Il se passe un tas de choses incroyables dans mon corps. En permanence. Et la plupart du temps, je ne m’en rends absolument pas compte. Évidemment une fois par mois, oui. Comme toutes les autres. C’est un état de siège difficile à nier. Et puis quand j’attends et que mon corps est en statut quo, je m’en rends compte aussi. Plus que le reste d’ailleurs. De loin, on pourrait croire que l’armistice est signé. C’est un leurre. Il faut être un bon stratège et frapper à la bonne porte. Alors je frappe, et j’attends.
Devant cette porte, j’ai l’impression d’être à nouveau petite fille. A l ‘école, certains jours, j’avais de grosses crampes d’estomac. L’institutrice m’envoyait à l’infirmerie. L’infirmière prenait soin de moi, en me massant le ventre. Et comme les crampes ne passaient pas, elle appelait ma mère, pour qu’elle vienne me chercher. Maman quittait son travail en trombe pour venir à mon secours. Moi, je me tordais de douleur. Et puis arrivée à la maison, rien. Plus rien. Mais après tout ce cinéma, je ne pouvais pas dire que le mal était passé, que c’était fini, que je pouvais retourner à l’école. Alors je faisais semblant d’avoir encore mal et maman me faisait des cuillères au caramel. Elle faisait du caramel avec du sucre et du citron dans une casserole, et laissait couler le tout dans des cuillères à café. Des sucettes maisons en somme.
Devant cette porte, je voudrais pouvoir parler. Je voudrais pouvoir dire.

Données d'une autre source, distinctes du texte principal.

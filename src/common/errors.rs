use thiserror::Error;

use crate::plugin::metadata::MetadataParseError;

/// Top-level error taxonomy. Each kind maps to one user-visible failure
/// class; transient HTTP errors are retried before being promoted to
/// `Plugin` or `Stream`.
#[derive(Debug, Error)]
pub enum PipeError {
    #[error("No plugin can handle URL: {0}")]
    NoPlugin(String),

    #[error("{0}")]
    Plugin(String),

    #[error("No playable streams found on this URL: {0}")]
    NoStreams(String),

    #[error("{0}")]
    Stream(String),

    #[error("CDP error: {0}")]
    Cdp(String),

    #[error("Failed to parse MPD manifest: {0}")]
    MpdParsing(String),

    #[error(transparent)]
    MetadataParse(#[from] MetadataParseError),
}

impl PipeError {
    pub fn plugin(msg: impl Into<String>) -> Self {
        Self::Plugin(msg.into())
    }

    pub fn stream(msg: impl Into<String>) -> Self {
        Self::Stream(msg.into())
    }
}

pub type PipeResult<T> = Result<T, PipeError>;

Finalement, non, finalement, rien. Chacune peut rentrer chez elle, désolée du dérangement. Je croyais que c’était urgent, inévitable, et puis non. Je me suis trompée, encore désolée.
Je voudrais.
Je pourrais.
Et puis quoi ? Après ça, quoi ? Rentrer chez moi et grossir, grossir. Devenir une boule de mensonge et de honte que les gens feront rouler à terre. Dévaler les plaines.
Devant cette porte, j’attends celle qu’on appelle La Tricoteuse. Moi, j’aurais plutôt dit La détricoteuse. Je ne voulais pas d’aspirateur. La seule et unique fois qu’une chose est rentrée là, à l’intérieur, ça m’a fait bien trop mal. Une aiguille à tricoter fera tout autant l’affaire. Tuer l’ennemi qui essaie d’envahir le territoire, voilà l’affaire. Tuer l’ennemi à l’arme blanche, au péril de ma vie.
La tricoteuse, c’est une ancienne championne d’escrime, m’a-t-on dit. Elle rate rarement sa cible. Mais comme il faut changer l’arme à chaque fille, elle a remplacé son fleuret par une aiguille à tricoter. Je préfère. J’aurais sans doute été moins rassurée si elle avait plutôt été championne de tricot. Je préfère la savoir agressive et battante, plutôt que de l’imaginer tricoter des chaussons pour ses petits-enfants.
Devant cette porte, je m’empêche fort de penser. Je m’empêche fort d’imaginer. Imaginer la suite.
La porte s’ouvre et elle est là, devant moi. La Tricoteuse. J’entre après elle et je laisse dans le vestibule mes rêves de cuillères au caramel.